In the last several months, Google has suffered a number of well publicized incidents in its cloud-based offerings. The troubles began with a significant security breach and have continued with the past week's networking issues. Each time Google has some kind of incident, a chorus of idiotic blogs equating Google's failings with weaknesses in the cloud computing model.
Saying, "Google goes down, questions about cloud computing arise" (Garett Rogers writing for ZDNet) is like saying "The Detroit Lions go 0-16, questions about football arise". First, these rants commit a basic—and (should be) obvious—logical fallacy called a "hasty generalization": a problem with a single cloud vendor on a single occurrence doesn't say a thing about cloud computing in general.
The real issue lies in expectations. Who actually expects the Lions to play well in any given year? They're a terrible organization from their ownership all the way down to some of the worst on-field talent in the NFL. People don't wonder if the Lions will screw up, they just wonder how the Lions will screw up. Nevertheless, no one thinks Lion mismanagement holds any lessons for what we should expect from the New England Patriots*.
I don't intend for this analogy to suggest Google is a terrible operation with a lack of talent. On the contrary, Google has a significant amount of talent and they do most of the things they promise you quite well. They simply don't promise you much, so you should not be expecting much. Most of us don't pay anything for Google's services and Google makes no service-level promises in relation to those services. In other words, you really should not be surprised that Google's cloud offerings experience downtime.
On the security front, the Lions analogy may be even more appropriate. Google's security track record is about as shameful as the Lions win/loss record. While some level of baseline security should be an expectation of any cloud service, Google has never presented the world with any reason to believe it takes security seriously as an organization.
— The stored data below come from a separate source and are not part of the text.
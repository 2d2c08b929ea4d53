//! Update scheduling for the two refresh tiers.
//!
//! The lightweight tier is a flag: set on every mutation, taken by the host
//! once per frame to redraw the panel preview. The heavy tier decides when a
//! texture bake runs:
//!
//! - debounced: a burst of requests fires once, `debounce` after the last one
//! - throttled: while a gesture is active, at most every `drag_interval`
//! - immediate: discrete edits and gesture end fire on the next poll
//!
//! The scheduler never sleeps or spawns. The host calls [`UpdateScheduler::poll`]
//! with the current time from its event loop; a returned [`BakeTicket`] must be
//! handed back to [`UpdateScheduler::finish`] once the bake has published.

use garmentkit_settings::SchedulingSettings;
use std::time::{Duration, Instant};

/// Why a bake was released.
#[derive(Debug, Clone, Copy, PartialEq, Eq)]
pub enum BakeReason {
    /// Quiet period after the last request elapsed.
    Debounced,
    /// Periodic bake during a long gesture.
    Throttled,
    /// Explicit "apply now" request or gesture end.
    Immediate,
    /// Requests arrived while the previous bake was running.
    FollowUp,
}

/// Permission to run one bake pass.
#[derive(Debug, Clone, Copy, PartialEq, Eq)]
pub struct BakeTicket {
    generation: u64,
    pub reason: BakeReason,
}

#[derive(Debug, Clone)]
pub struct UpdateScheduler {
    debounce: Duration,
    drag_interval: Option<Duration>,
    preview_pending: bool,
    /// Time of the most recent debounced request.
    last_request: Option<Instant>,
    /// Time the current burst of requests started.
    burst_start: Option<Instant>,
    immediate: Option<BakeReason>,
    gesture_active: bool,
    last_bake: Option<Instant>,
    in_flight: Option<u64>,
    rerun: bool,
    generation: u64,
}

impl UpdateScheduler {
    pub fn new(debounce: Duration, drag_interval: Option<Duration>) -> Self {
        Self {
            debounce,
            drag_interval,
            preview_pending: false,
            last_request: None,
            burst_start: None,
            immediate: None,
            gesture_active: false,
            last_bake: None,
            in_flight: None,
            rerun: false,
            generation: 0,
        }
    }

    pub fn from_settings(settings: &SchedulingSettings) -> Self {
        Self::new(settings.bake_debounce(), settings.drag_bake_interval())
    }

    pub fn debounce(&self) -> Duration {
        self.debounce
    }

    /// Marks the panel preview as stale.
    pub fn request_preview(&mut self) {
        self.preview_pending = true;
    }

    /// Returns whether a preview refresh was requested, clearing the flag.
    pub fn take_preview(&mut self) -> bool {
        std::mem::take(&mut self.preview_pending)
    }

    /// Requests a debounced bake; restarts the quiet period.
    pub fn request_bake(&mut self, now: Instant) {
        if self.in_flight.is_some() {
            self.rerun = true;
        }
        self.last_request = Some(now);
        self.burst_start.get_or_insert(now);
    }

    /// Requests a bake on the next poll, skipping the quiet period.
    pub fn request_bake_now(&mut self) {
        if self.in_flight.is_some() {
            self.rerun = true;
        }
        self.immediate = Some(BakeReason::Immediate);
    }

    /// Enables the drag throttle while a gesture is running.
    pub fn begin_gesture(&mut self) {
        self.gesture_active = true;
    }

    /// Ends a gesture; the final state is always baked on the next poll.
    pub fn end_gesture(&mut self) {
        self.gesture_active = false;
        self.request_bake_now();
    }

    pub fn gesture_active(&self) -> bool {
        self.gesture_active
    }

    /// True while a bake is requested but not yet released.
    pub fn bake_pending(&self) -> bool {
        self.immediate.is_some() || self.last_request.is_some()
    }

    pub fn bake_in_flight(&self) -> bool {
        self.in_flight.is_some()
    }

    /// Earliest instant at which [`UpdateScheduler::poll`] may release a bake.
    ///
    /// Hosts use this to arm a single timer instead of polling every frame.
    /// An immediate request is due at `now`.
    pub fn next_deadline(&self, now: Instant) -> Option<Instant> {
        if self.in_flight.is_some() {
            return None;
        }
        if self.immediate.is_some() {
            return Some(now);
        }
        let last = self.last_request?;
        let debounced = last + self.debounce;
        match (self.gesture_active, self.drag_interval, self.throttle_anchor()) {
            (true, Some(interval), Some(anchor)) => Some(debounced.min(anchor + interval)),
            _ => Some(debounced),
        }
    }

    fn throttle_anchor(&self) -> Option<Instant> {
        match (self.last_bake, self.burst_start) {
            (Some(bake), Some(start)) => Some(bake.max(start)),
            (None, start) => start,
            (bake, None) => bake,
        }
    }

    /// Releases a bake if one is due at `now`.
    pub fn poll(&mut self, now: Instant) -> Option<BakeTicket> {
        if self.in_flight.is_some() {
            return None;
        }
        let reason = if let Some(reason) = self.immediate {
            reason
        } else if self
            .last_request
            .is_some_and(|last| now.saturating_duration_since(last) >= self.debounce)
        {
            BakeReason::Debounced
        } else if self.throttle_due(now) {
            BakeReason::Throttled
        } else {
            return None;
        };

        self.immediate = None;
        self.last_request = None;
        self.burst_start = None;
        self.rerun = false;
        self.in_flight = Some(self.generation);
        tracing::trace!("Releasing bake ({:?})", reason);
        Some(BakeTicket {
            generation: self.generation,
            reason,
        })
    }

    fn throttle_due(&self, now: Instant) -> bool {
        if !self.gesture_active || self.last_request.is_none() {
            return false;
        }
        match (self.drag_interval, self.throttle_anchor()) {
            (Some(interval), Some(anchor)) => now.saturating_duration_since(anchor) >= interval,
            _ => false,
        }
    }

    /// Completes a bake. Stale tickets (from before a cancel) are ignored.
    ///
    /// Returns `false` for a stale ticket.
    pub fn finish(&mut self, ticket: BakeTicket, now: Instant) -> bool {
        if ticket.generation != self.generation || self.in_flight != Some(ticket.generation) {
            tracing::debug!("Ignoring stale bake ticket");
            return false;
        }
        self.in_flight = None;
        self.last_bake = Some(now);
        if std::mem::take(&mut self.rerun) {
            self.immediate = Some(BakeReason::FollowUp);
        }
        true
    }

    /// Drops pending work and invalidates any outstanding ticket.
    pub fn cancel(&mut self) {
        self.generation += 1;
        self.immediate = None;
        self.last_request = None;
        self.burst_start = None;
        self.in_flight = None;
        self.rerun = false;
    }
}

impl Default for UpdateScheduler {
    fn default() -> Self {
        Self::from_settings(&SchedulingSettings::default())
    }
}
Google provides no transparency into its security practices, has suffered from significant and inexcusable security vulnerabilities, and expresses a lackadaisical attitude towards privacy.
How can you apply the uptime and security failings of an organization that promises nothing to other organizations in cloud computing or cloud computing as a whole? The only lessons we can really learn and apply to cloud computing are:
- You should know what availability expectations your cloud provider is promising and accept the risk that they will barely live up to those expectations.
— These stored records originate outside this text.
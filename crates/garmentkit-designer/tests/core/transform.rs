//! Coordinate transform properties

use garmentkit_core::{PixelRect, UvRect};
use garmentkit_designer::{
    clamp_to_printable, normalize_rotation, panel_pixels_to_zone_uv, zone_uv_to_panel_pixels,
};
use proptest::prelude::*;

fn zone_rect() -> impl Strategy<Value = UvRect> {
    (0.0..0.8f64, 0.0..0.8f64, 0.05..0.2f64, 0.05..0.2f64)
        .prop_map(|(u, v, w, h)| UvRect::new(u, v, u + w, v + h))
}

fn panel_rect() -> impl Strategy<Value = PixelRect> {
    (-500.0..500.0f64, -500.0..500.0f64, 1.0..4000.0f64, 1.0..4000.0f64)
        .prop_map(|(x, y, w, h)| PixelRect::new(x, y, w, h))
}

proptest! {
    #[test]
    fn prop_panel_uv_round_trip(
        zone in zone_rect(),
        panel in panel_rect(),
        fu in 0.0..=1.0f64,
        fv in 0.0..=1.0f64,
    ) {
        let u = zone.min_u + fu * zone.width();
        let v = zone.min_v + fv * zone.height();
        let px = zone_uv_to_panel_pixels(u, v, &panel, &zone).unwrap();
        let back = panel_pixels_to_zone_uv(px.x, px.y, &panel, &zone).unwrap();
        prop_assert!((back.x - u).abs() < 1e-9);
        prop_assert!((back.y - v).abs() < 1e-9);
    }

    #[test]
    fn prop_clamp_is_idempotent(
        zone in zone_rect(),
        u in -2.0..3.0f64,
        v in -2.0..3.0f64,
        hu in 0.0..0.3f64,
        hv in 0.0..0.3f64,
    ) {
        let once = clamp_to_printable(u, v, hu, hv, &zone);
        let twice = clamp_to_printable(once.x, once.y, hu, hv, &zone);
        prop_assert_eq!(once, twice);
    }

    #[test]
    fn prop_clamp_keeps_extent_inside(
        zone in zone_rect(),
        u in -2.0..3.0f64,
        v in -2.0..3.0f64,
        fu in 0.0..=0.5f64,
        fv in 0.0..=0.5f64,
    ) {
        let (hu, hv) = (fu * zone.width(), fv * zone.height());
        let p = clamp_to_printable(u, v, hu, hv, &zone);
        prop_assert!(p.x - hu >= zone.min_u - 1e-9 && p.x + hu <= zone.max_u + 1e-9);
        prop_assert!(p.y - hv >= zone.min_v - 1e-9 && p.y + hv <= zone.max_v + 1e-9);
    }

    #[test]
    fn prop_rotation_stays_in_range(deltas in prop::collection::vec(-1000.0..1000.0f64, 1..40)) {
        let mut r = 0.0;
        for d in deltas {
            r = normalize_rotation(r + d);
            prop_assert!((0.0..360.0).contains(&r));
        }
    }
}

#[test]
fn test_rotation_accumulation_matches_direct() {
    let stepwise = normalize_rotation(normalize_rotation(0.0 + 370.0) - 20.0);
    assert_eq!(stepwise, normalize_rotation(350.0));
    assert_eq!(stepwise, 350.0);
}

#[test]
fn test_degenerate_panel_never_divides() {
    let zone = UvRect::new(0.2, 0.1, 0.8, 0.9);
    for panel in [
        PixelRect::new(0.0, 0.0, 0.0, 0.0),
        PixelRect::new(0.0, 0.0, -10.0, 50.0),
        PixelRect::new(0.0, 0.0, f64::NAN, 50.0),
    ] {
        assert!(panel_pixels_to_zone_uv(1.0, 1.0, &panel, &zone).is_err());
        assert!(zone_uv_to_panel_pixels(0.5, 0.5, &panel, &zone).is_err());
    }
}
- Different cloud services deliver different uptime expectations; the cloud does not inherit the uptime expectations of any one vendor
- You should demand transparency with respect to security practices from your cloud vendors and structure the data that you trust to the care of those providers accordingly.
- Different vendors will earn different levels of trust. The cloud does not inherit the trust characteristics of any given vendor.
- You should have disaster recovery and business continuity plans in place to survive the failure of any vendor—especially cloud vendors.
One false lesson from this event is the idea that the impacts of cloud vendor outages are much more significant than (what exactly?). The reality is that the failure of any heavily leveraged service—cloud or not cloud—has impacts that go well beyond your organization should you use that service. If IBM's hosted services go down, that has a huge impact. If GM suddenly declares bankruptcy, that has a huge impact as well. On the other hand, if some small-time cloud provider goes down, most of the Internet won't know it.
I don't intend to suggest you should not use Google's services—my companies all use a number of Google cloud services. Google is not misleading anyone. They provide great services for little or no cost. If you can put up with occasional downtime and structure what you put in their systems with the basic assumption that those systems are high-risk computing environments, then I highly recommend Google.
On the other hand, you should not be sticking personally identifiable information on Google servers and you should not be using Google for anything that needs 99.9% or higher availability.
* You can't even tell anything about an individual team from an individual loss. Similarly, no one should assume anything about Google's ability to maintain a high-availability infrastructure from a single networking issue.